TASK INSTRUCTIONS>
From the first line of the records through the line containing "(RFC 3550 §6.5).", retype every line exactly and nothing else.

DATA EXCERPTS>

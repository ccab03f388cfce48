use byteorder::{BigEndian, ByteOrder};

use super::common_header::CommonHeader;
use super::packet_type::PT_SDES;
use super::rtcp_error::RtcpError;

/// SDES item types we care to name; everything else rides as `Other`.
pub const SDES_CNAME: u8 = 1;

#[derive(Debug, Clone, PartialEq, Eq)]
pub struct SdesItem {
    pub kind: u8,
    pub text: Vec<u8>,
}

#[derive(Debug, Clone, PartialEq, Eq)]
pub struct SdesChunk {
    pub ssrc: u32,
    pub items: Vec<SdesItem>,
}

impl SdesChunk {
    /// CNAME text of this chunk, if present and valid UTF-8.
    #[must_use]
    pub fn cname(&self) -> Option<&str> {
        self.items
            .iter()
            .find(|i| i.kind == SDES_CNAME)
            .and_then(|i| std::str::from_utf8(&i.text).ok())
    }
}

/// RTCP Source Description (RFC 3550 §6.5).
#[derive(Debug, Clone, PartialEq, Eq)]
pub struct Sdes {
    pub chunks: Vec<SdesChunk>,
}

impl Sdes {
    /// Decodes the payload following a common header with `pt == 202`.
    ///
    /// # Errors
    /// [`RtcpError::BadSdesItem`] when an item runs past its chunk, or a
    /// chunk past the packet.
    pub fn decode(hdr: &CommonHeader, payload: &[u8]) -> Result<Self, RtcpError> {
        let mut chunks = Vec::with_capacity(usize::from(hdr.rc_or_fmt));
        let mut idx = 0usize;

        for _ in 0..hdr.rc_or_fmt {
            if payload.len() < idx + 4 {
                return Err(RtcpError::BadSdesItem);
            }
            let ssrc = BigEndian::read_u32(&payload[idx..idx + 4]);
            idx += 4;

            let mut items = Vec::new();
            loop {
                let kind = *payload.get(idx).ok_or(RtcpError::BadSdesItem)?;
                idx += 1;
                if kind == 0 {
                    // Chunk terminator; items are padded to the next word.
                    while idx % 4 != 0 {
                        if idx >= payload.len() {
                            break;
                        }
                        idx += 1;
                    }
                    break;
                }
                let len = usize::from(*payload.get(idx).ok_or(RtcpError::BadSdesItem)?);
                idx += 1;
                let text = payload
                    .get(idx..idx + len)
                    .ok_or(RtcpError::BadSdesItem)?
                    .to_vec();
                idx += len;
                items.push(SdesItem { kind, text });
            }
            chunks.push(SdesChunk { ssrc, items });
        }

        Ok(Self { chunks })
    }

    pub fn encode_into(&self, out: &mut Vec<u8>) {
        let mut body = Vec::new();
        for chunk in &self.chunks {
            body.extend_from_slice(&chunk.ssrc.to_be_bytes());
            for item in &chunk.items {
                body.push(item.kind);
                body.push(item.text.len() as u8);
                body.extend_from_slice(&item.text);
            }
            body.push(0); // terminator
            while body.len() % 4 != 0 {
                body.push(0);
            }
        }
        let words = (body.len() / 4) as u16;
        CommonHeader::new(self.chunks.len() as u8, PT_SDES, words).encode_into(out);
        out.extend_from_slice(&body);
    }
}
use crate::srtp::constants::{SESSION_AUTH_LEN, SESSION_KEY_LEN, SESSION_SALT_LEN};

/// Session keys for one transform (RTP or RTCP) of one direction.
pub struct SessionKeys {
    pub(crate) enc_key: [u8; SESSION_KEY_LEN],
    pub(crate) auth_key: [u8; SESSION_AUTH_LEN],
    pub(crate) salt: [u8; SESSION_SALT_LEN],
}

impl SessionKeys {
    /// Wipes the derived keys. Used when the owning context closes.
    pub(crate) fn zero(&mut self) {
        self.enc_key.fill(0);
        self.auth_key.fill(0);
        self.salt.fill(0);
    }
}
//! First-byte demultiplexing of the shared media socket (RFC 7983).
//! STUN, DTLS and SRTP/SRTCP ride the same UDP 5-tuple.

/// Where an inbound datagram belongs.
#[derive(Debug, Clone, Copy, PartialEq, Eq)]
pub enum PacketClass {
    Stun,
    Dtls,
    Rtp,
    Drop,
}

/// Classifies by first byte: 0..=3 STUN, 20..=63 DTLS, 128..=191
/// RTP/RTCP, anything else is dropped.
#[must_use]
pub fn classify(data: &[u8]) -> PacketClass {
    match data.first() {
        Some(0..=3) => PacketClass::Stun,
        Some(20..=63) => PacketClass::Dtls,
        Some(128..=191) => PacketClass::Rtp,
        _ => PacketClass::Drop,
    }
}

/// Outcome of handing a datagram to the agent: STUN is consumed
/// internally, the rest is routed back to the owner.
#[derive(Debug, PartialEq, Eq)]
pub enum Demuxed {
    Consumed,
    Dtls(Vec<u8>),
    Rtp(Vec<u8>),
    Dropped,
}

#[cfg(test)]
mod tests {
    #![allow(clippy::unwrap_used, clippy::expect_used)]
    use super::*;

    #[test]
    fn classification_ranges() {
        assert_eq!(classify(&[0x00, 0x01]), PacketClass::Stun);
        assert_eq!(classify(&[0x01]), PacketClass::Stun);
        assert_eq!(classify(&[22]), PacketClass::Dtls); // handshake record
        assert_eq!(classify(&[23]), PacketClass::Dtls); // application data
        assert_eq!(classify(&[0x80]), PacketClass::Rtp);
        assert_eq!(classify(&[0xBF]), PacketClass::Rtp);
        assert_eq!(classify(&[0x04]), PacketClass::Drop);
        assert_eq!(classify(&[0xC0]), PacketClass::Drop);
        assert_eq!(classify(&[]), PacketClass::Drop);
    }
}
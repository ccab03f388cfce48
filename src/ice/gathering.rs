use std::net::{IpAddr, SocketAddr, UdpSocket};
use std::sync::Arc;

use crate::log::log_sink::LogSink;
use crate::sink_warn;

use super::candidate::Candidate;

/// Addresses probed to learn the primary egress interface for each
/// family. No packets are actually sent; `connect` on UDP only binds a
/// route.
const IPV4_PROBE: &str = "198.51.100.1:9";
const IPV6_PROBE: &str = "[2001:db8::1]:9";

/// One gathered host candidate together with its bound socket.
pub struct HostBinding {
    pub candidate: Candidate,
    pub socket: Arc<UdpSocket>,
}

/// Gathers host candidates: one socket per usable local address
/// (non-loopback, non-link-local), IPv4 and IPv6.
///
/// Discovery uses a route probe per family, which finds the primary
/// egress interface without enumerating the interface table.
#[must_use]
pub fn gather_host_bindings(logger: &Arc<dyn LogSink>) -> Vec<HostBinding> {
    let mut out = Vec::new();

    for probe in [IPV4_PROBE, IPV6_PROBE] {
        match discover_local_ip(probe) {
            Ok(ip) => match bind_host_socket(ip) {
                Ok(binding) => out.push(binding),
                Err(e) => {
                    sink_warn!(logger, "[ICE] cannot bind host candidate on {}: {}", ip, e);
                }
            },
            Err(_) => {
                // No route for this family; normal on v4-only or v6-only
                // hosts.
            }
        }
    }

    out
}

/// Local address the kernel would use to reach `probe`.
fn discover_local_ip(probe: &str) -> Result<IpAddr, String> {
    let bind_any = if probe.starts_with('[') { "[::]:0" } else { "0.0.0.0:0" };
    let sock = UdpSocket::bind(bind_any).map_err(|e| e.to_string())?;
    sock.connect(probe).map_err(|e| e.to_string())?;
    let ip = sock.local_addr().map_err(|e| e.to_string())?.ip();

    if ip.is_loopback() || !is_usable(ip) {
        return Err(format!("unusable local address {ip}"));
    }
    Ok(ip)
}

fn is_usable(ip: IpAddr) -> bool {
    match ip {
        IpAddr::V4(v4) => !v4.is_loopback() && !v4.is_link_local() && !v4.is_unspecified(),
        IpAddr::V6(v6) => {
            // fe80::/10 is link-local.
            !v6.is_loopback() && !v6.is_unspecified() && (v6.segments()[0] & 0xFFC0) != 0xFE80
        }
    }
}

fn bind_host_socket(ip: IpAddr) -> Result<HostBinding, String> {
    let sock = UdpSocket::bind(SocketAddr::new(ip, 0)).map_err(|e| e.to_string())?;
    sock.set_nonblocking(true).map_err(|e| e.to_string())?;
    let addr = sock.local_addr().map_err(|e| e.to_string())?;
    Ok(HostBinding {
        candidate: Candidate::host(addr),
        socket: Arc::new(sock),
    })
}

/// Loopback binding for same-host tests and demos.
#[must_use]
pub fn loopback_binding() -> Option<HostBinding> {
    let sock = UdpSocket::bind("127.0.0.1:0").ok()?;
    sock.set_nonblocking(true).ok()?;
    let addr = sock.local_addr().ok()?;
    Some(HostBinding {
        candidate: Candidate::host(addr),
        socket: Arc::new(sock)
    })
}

ANSWER>
repository ccab03f388cfce48
use byteorder::{BigEndian, ByteOrder};

use super::common_header::CommonHeader;
use super::packet_type::PT_SDES;
use super::rtcp_error::RtcpError;

/// SDES item types we care to name; everything else rides as `Other`.
pub const SDES_CNAME: u8 = 1;

#[derive(Debug, Clone, PartialEq, Eq)]
pub struct SdesItem {
    pub kind: u8,
    pub text: Vec<u8>,
}

#[derive(Debug, Clone, PartialEq, Eq)]
pub struct SdesChunk {
    pub ssrc: u32,
    pub items: Vec<SdesItem>,
}

impl SdesChunk {
    /// CNAME text of this chunk, if present and valid UTF-8.
    #[must_use]
    pub fn cname(&self) -> Option<&str> {
        self.items
            .iter()
            .find(|i| i.kind == SDES_CNAME)
            .and_then(|i| std::str::from_utf8(&i.text).ok())
    }
}

/// RTCP Source Description (RFC 3550 §6.5).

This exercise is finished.